> _Task item_
Retyping each entry exactly is the whole task.

> _Data shown_
####

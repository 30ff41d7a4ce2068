use std::sync::Arc;
use std::time::{Duration, Instant};
use tokio::sync::Mutex;

pub const WINDOW: Duration = Duration::from_millis(100);

#[derive(Debug, Clone, Copy, PartialEq, Eq, Hash)]
pub enum ConnectionClass {
    Direct,
    Relayed,
}

#[derive(Debug, Clone, Copy)]
struct Bucket {
    window_start: Instant,
    used: u64,
}

/// Byte budget shared by every connection of one class. Waiters queue on a
/// FIFO lock, so one reader cannot starve the others; grants are capped at
/// one window's budget.
#[derive(Debug)]
pub struct RateLimiter {
    bytes_per_sec: u64,
    bucket: Mutex<Bucket>,
}

impl RateLimiter {
    /// `0` means unlimited.
    pub fn new(bytes_per_sec: u64) -> Self {
        Self {
            bytes_per_sec,
            bucket: Mutex::new(Bucket {
                window_start: Instant::now(),
                used: 0,
            }),
        }
    }

    pub fn unlimited() -> Self {
        Self::new(0)
    }

    pub fn is_unlimited(&self) -> bool {
        self.bytes_per_sec == 0
    }

    fn per_window(&self) -> u64 {
        (self.bytes_per_sec * WINDOW.as_millis() as u64 / 1000).max(1)
    }

    /// Waits for budget and returns how many of `want` bytes may be read now
    /// (at least one).
    pub async fn acquire(&self, want: usize) -> usize {
        if self.is_unlimited() || want == 0 {
            return want;
        }
        let per_window = self.per_window();
        let mut bucket = self.bucket.lock().await;
        loop {
            let now = Instant::now();
            if now.saturating_duration_since(bucket.window_start) >= WINDOW {
                bucket.window_start = now;
                bucket.used = 0;
            }
            if bucket.used < per_window {
                let grant = (per_window - bucket.used).min(want as u64);
                bucket.used += grant;
                return grant as usize;
            }
            tokio::time::sleep_until((bucket.window_start + WINDOW).into()).await;
        }
    }
}

/// One limiter per connection class.
#[derive(Debug, Clone)]
pub struct RateLimiters {
    pub direct: Arc<RateLimiter>,
    pub relayed: Arc<RateLimiter>,
}

impl RateLimiters {
    pub fn new(direct_bytes_per_sec: u64, relayed_bytes_per_sec: u64) -> Self {
        Self {
            direct: Arc::new(RateLimiter::new(direct_bytes_per_sec)),
            relayed: Arc::new(RateLimiter::new(relayed_bytes_per_sec)),
        }
    }

    pub fn unlimited() -> Self {
        Self::new(0, 0)
    }

    pub fn for_class(&self, class: ConnectionClass) -> Arc<RateLimiter> {
        match class {
            ConnectionClass::Direct => self.direct.clone(),
            ConnectionClass::Relayed => self.relayed.clone(),
        }
    }
}

#[cfg(test)]
mod tests {
    use super::*;

    #[tokio::test]
    async fn unlimited_grants_everything() {
        let l = RateLimiter::unlimited();
        assert_eq!(l.acquire(1 << 20).await, 1 << 20);
    }

    #[tokio::test]
    async fn grants_are_capped_per_window() {
        let l = RateLimiter::new(10_000);
        assert_eq!(l.acquire(5000).await, 1000);
    }

    #[tokio::test]
    async fn limited_throughput_takes_time() {
        let l = Arc::new(RateLimiter::new(20_000));
        let started = Instant::now();
        let mut tasks = Vec::new();
        for _ in 0..2 {
            let l = l.clone();
            tasks.push(tokio::spawn(async move {
                let mut got = 0usize;
                while got < 4000 {
                    got += l.acquire(4000 - got).await;
                }
                got
            }));
        }
        for t in tasks {
            assert_eq!(t.await.expect("join"), 4000);
        }
        // 8000 bytes at 2000 per window needs at least three window rollovers.
        assert!(started.elapsed() >= Duration::from_millis(250));
    }
}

####

> _Result below_
repository 30ff41d7a4ce2068
use std::sync::Arc;
use std::time::{Duration, Instant};
use tokio::sync::Mutex;

pub const WINDOW: Duration = Duration::from_millis(100);

#[derive(Debug, Clone, Copy, PartialEq, Eq, Hash)]
pub enum ConnectionClass {
    Direct,
    Relayed,
}

#[derive(Debug, Clone, Copy)]
struct Bucket {
    window_start: Instant,
    used: u64,
}

/// Byte budget shared by every connection of one class. Waiters queue on a
/// FIFO lock, so one reader cannot starve the others; grants are capped at
/// one window's budget.
#[derive(Debug)]
pub struct RateLimiter {
    bytes_per_sec: u64,
    bucket: Mutex<Bucket>,
}

impl RateLimiter {
    /// `0` means unlimited.
    pub fn new(bytes_per_sec: u64) -> Self {
        Self {
            bytes_per_sec,
            bucket: Mutex::new(Bucket {
                window_start: Instant::now(),
                used: 0,
            }),
        }
    }

    pub fn unlimited() -> Self {
        Self::new(0)
    }

    pub fn is_unlimited(&self) -> bool {
        self.bytes_per_sec == 0
    }

    fn per_window(&self) -> u64 {
        (self.bytes_per_sec * WINDOW.as_millis() as u64 / 1000).max(1)
    }

    /// Waits for budget and returns how many of `want` bytes may be read now
    /// (at least one).
    pub async fn acquire(&self, want: usize) -> usize {
        if self.is_unlimited() || want == 0 {
            return want;
        }
        let per_window = self.per_window();
        let mut bucket = self.bucket.lock().await;
        loop {
            let now = Instant::now();
            if now.saturating_duration_since(bucket.window_start) >= WINDOW {
                bucket.window_start = now;
                bucket.used = 0;
            }
            if bucket.used < per_window {
                let grant = (per_window - bucket.used).min(want as u64);
                bucket.used += grant;
                return grant as usize;
            }
            tokio::time::sleep_until((bucket.window_start + WINDOW).into()).await;
        }
    }
}

/// One limiter per connection class.
#[derive(Debug, Clone)]
pub struct RateLimiters {
    pub direct: Arc<RateLimiter>,
    pub relayed: Arc<RateLimiter>,
}

impl RateLimiters {
    pub fn new(direct_bytes_per_sec: u64, relayed_bytes_per_sec: u64) -> Self {
        Self {
            direct: Arc::new(RateLimiter::new(direct_bytes_per_sec)),
            relayed: Arc::new(RateLimiter::new(relayed_bytes_per_sec)),
        }
    }

    pub fn unlimited() -> Self {
        Self::new(0, 0)
    }

    pub fn for_class(&self, class: ConnectionClass) -> Arc<RateLimiter> {
        match class {
            ConnectionClass::Direct => self.direct.clone(),
            ConnectionClass::Relayed => self.relayed.clone(),
        }
    }
}

#[cfg(test)]
mod tests {
    use super::*;

    #[tokio::test]
    async fn unlimited_grants_everything() {
        let l = RateLimiter::unlimited();
        assert_eq!(l.acquire(1 << 20).await, 1 << 20);
    }

    #[tokio::test]
    async fn grants_are_capped_per_window() {
        let l = RateLimiter::new(10_000);
        assert_eq!(l.acquire(5000).await, 1000);
    }

    #[tokio::test]
    async fn limited_throughput_takes_time() {
        let l = Arc::new(RateLimiter::new(20_000));
        let started = Instant::now();
        let mut tasks = Vec::new();
        for _ in 0..2 {
            let l = l.clone();
            tasks.push(tokio::spawn(async move {
                let mut got = 0usize;
                while got < 4000 {
                    got += l.acquire(4000 - got).await;
                }
                got
            }));
        }
        for t in tasks {
            assert_eq!(t.await.expect("join"), 4000);
        }
        // 8000 bytes at 2000 per window needs at least three window rollovers.
        assert!(started.elapsed() >= Duration::from_millis(250));
    }
}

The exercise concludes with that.